**Task to complete:** If a line in the records below contains the word "bail", return that line.

Records from a collection
***

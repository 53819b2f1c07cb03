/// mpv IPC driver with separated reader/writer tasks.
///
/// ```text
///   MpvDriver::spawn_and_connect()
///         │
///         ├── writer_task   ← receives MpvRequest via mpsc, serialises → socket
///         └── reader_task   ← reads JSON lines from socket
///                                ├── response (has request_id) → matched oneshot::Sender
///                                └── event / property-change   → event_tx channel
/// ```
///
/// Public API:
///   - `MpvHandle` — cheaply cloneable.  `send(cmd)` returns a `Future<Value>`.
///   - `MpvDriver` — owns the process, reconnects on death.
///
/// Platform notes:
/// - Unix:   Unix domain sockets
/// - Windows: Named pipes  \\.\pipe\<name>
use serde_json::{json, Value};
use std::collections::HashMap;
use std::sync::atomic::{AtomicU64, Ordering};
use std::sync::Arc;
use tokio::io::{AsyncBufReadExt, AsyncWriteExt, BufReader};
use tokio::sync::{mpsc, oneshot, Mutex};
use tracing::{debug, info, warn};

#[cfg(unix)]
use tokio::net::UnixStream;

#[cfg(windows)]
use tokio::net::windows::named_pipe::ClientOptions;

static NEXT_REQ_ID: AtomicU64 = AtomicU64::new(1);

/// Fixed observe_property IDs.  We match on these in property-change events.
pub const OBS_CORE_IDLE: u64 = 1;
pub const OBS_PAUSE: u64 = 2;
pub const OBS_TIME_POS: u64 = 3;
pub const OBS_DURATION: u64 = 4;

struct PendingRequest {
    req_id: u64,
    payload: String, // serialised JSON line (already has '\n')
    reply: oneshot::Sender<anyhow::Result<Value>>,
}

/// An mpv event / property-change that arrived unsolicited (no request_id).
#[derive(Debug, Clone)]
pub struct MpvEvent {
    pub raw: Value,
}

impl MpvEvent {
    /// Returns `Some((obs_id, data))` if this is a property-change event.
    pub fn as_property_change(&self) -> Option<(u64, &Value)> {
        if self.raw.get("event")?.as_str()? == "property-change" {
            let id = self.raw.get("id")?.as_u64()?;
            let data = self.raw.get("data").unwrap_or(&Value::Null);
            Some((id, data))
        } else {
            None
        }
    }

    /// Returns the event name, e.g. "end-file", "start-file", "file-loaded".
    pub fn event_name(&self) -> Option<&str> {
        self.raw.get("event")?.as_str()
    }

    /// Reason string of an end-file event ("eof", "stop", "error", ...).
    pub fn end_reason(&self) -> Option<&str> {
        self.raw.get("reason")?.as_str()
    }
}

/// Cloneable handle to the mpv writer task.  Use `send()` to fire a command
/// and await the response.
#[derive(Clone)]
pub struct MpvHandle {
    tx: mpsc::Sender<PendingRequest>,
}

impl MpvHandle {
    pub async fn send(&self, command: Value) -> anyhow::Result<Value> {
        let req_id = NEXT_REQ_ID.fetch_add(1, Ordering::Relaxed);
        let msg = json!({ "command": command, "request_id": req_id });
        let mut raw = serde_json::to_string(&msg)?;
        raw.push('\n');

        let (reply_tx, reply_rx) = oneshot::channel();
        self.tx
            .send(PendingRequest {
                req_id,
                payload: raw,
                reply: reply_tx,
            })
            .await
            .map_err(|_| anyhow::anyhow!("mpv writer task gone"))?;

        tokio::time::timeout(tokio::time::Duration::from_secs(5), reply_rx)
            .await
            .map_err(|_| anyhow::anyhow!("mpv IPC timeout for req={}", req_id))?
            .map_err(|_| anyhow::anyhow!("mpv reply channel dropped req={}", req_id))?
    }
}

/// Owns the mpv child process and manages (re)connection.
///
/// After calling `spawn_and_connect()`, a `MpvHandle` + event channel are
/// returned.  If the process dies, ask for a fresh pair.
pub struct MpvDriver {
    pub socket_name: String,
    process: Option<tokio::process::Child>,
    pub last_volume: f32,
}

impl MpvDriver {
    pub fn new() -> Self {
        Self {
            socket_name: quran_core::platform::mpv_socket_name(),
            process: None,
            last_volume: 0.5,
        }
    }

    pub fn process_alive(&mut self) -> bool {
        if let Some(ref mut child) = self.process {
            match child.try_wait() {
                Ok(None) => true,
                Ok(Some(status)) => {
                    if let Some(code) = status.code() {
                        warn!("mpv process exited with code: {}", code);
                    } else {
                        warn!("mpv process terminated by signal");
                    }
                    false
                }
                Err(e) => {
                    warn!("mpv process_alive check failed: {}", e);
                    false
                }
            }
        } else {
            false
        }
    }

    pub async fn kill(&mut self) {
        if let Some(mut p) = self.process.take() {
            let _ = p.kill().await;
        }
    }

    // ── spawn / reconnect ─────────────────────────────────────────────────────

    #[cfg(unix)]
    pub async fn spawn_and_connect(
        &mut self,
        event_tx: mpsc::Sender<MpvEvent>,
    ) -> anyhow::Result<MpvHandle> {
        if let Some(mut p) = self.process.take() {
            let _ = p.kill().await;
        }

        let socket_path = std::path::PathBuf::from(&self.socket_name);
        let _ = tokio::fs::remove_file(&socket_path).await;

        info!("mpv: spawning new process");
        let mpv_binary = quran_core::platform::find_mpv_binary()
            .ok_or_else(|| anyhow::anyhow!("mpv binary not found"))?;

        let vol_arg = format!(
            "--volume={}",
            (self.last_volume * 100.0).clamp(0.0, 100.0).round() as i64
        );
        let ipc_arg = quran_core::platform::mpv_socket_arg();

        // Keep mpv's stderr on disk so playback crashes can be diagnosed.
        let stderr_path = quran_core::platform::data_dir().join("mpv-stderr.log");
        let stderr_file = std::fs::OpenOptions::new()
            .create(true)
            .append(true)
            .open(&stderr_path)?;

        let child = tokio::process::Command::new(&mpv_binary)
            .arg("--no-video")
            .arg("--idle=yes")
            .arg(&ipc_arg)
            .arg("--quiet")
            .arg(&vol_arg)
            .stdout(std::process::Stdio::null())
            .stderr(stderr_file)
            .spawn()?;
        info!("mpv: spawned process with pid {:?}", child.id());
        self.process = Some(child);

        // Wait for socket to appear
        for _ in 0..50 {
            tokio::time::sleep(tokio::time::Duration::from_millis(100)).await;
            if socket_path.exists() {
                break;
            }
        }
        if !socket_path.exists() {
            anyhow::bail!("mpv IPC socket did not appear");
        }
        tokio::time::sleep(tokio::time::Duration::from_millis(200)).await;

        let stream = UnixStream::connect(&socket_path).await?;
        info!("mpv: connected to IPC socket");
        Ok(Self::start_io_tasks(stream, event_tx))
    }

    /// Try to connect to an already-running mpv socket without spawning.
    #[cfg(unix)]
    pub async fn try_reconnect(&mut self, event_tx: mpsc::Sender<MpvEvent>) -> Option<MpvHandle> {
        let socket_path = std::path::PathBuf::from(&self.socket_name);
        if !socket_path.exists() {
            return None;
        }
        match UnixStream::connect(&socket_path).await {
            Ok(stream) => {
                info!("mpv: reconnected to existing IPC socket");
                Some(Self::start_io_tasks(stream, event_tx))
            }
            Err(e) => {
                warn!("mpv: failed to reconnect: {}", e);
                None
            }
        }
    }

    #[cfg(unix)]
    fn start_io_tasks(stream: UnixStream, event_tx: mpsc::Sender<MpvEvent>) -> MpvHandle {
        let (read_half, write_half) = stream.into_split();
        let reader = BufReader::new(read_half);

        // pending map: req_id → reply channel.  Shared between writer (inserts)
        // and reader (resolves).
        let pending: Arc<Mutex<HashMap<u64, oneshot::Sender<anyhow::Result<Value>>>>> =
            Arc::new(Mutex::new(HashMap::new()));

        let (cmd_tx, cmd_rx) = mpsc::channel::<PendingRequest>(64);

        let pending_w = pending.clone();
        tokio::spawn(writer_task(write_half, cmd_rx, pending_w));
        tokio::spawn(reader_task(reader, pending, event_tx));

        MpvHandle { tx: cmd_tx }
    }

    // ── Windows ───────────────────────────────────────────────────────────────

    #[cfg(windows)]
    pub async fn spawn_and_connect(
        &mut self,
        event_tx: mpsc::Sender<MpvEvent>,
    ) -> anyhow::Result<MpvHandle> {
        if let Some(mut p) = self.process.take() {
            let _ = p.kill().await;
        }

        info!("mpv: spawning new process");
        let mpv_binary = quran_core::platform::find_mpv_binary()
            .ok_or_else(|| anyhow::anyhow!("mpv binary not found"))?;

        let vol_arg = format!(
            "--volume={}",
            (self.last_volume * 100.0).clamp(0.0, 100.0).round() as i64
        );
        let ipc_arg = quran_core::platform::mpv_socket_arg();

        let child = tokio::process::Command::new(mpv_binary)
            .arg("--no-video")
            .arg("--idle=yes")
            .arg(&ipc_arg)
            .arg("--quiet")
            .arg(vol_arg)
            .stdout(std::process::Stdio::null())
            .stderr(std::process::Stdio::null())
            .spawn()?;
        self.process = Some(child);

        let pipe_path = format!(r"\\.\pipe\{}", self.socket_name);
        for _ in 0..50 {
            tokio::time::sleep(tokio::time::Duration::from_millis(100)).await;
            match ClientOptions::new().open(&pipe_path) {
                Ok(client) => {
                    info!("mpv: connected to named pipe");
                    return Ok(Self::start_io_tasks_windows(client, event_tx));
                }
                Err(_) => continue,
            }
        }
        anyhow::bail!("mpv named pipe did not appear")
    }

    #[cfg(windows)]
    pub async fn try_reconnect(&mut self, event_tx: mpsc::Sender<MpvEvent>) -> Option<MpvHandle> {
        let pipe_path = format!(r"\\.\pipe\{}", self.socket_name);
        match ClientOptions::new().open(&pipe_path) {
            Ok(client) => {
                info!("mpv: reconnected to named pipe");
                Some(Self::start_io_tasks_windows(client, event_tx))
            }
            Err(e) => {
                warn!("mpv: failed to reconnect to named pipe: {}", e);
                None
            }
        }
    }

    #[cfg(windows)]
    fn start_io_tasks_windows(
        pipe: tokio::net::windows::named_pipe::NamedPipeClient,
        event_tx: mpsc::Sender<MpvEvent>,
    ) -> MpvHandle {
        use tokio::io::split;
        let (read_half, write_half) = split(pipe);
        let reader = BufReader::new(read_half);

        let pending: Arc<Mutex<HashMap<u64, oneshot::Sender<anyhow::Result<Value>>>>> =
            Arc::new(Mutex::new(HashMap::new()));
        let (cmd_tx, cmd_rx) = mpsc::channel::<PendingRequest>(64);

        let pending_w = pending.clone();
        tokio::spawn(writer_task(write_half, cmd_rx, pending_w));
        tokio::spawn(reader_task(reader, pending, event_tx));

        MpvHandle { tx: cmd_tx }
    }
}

***

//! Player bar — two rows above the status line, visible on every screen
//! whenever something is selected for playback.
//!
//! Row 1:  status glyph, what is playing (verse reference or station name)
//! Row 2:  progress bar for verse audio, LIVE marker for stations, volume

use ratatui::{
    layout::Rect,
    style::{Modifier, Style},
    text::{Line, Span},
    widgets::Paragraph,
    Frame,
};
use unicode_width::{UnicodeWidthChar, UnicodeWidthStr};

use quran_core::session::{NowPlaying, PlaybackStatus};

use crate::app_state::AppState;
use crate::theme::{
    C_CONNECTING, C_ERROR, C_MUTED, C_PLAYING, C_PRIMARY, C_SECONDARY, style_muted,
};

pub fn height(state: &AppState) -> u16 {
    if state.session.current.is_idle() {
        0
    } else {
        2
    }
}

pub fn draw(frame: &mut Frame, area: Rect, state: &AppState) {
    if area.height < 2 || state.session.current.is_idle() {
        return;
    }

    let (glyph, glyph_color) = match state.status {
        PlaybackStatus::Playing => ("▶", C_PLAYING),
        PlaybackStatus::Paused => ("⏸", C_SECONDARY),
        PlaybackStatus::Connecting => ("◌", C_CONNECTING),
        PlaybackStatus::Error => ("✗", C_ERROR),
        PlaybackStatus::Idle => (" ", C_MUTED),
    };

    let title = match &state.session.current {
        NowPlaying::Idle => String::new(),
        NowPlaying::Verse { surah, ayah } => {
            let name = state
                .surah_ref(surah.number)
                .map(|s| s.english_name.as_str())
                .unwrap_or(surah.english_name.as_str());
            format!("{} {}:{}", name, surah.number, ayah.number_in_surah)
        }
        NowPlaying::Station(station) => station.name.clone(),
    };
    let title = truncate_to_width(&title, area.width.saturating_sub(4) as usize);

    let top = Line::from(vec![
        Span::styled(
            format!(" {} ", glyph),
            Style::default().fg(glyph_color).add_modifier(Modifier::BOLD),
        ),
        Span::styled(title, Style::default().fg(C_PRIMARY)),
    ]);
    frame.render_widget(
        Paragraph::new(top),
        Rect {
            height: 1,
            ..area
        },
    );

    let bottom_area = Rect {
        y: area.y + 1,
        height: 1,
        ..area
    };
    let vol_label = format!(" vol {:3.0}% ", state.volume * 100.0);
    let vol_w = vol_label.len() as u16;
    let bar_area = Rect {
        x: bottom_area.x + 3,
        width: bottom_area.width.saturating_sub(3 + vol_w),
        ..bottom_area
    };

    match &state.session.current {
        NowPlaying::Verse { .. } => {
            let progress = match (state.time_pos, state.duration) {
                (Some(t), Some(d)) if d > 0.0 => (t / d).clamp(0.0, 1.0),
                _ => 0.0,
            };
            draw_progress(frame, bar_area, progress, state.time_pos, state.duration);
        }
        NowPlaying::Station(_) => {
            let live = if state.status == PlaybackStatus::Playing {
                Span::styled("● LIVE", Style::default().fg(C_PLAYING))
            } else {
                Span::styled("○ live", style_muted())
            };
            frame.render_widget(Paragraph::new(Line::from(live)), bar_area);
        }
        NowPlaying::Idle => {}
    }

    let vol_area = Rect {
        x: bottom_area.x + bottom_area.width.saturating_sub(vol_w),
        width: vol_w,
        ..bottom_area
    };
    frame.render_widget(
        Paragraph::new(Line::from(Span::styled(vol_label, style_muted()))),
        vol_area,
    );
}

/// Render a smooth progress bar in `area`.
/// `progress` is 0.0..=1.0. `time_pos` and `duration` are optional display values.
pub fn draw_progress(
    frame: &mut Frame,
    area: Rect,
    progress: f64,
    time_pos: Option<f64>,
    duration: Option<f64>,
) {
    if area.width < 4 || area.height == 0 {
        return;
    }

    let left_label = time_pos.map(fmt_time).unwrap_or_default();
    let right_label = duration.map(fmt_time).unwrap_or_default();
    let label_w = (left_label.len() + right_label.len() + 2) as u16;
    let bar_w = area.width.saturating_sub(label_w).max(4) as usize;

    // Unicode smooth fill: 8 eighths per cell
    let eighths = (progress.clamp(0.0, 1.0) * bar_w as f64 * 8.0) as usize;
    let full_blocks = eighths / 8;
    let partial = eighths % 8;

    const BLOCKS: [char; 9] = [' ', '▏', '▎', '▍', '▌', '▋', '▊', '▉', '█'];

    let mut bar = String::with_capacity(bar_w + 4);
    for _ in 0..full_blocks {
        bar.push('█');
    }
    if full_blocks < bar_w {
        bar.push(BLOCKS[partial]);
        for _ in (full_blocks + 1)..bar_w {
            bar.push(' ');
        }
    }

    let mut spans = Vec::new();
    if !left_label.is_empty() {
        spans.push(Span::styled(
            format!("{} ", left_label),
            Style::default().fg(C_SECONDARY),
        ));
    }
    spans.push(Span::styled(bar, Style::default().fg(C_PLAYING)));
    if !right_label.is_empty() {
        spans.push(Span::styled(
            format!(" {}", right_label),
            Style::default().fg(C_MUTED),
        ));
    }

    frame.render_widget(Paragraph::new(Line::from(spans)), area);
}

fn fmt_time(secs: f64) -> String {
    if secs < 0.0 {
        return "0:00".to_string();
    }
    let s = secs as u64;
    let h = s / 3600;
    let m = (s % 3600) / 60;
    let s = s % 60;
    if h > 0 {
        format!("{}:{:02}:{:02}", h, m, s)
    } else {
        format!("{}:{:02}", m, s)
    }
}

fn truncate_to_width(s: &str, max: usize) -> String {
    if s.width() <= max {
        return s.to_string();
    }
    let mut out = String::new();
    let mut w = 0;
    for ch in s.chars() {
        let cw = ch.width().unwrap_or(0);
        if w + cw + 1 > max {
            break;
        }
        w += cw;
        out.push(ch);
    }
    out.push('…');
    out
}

***

**Solution to this exercise:**
            anyhow::bail!("mpv IPC socket did not appear");
        anyhow::bail!("mpv named pipe did not appear")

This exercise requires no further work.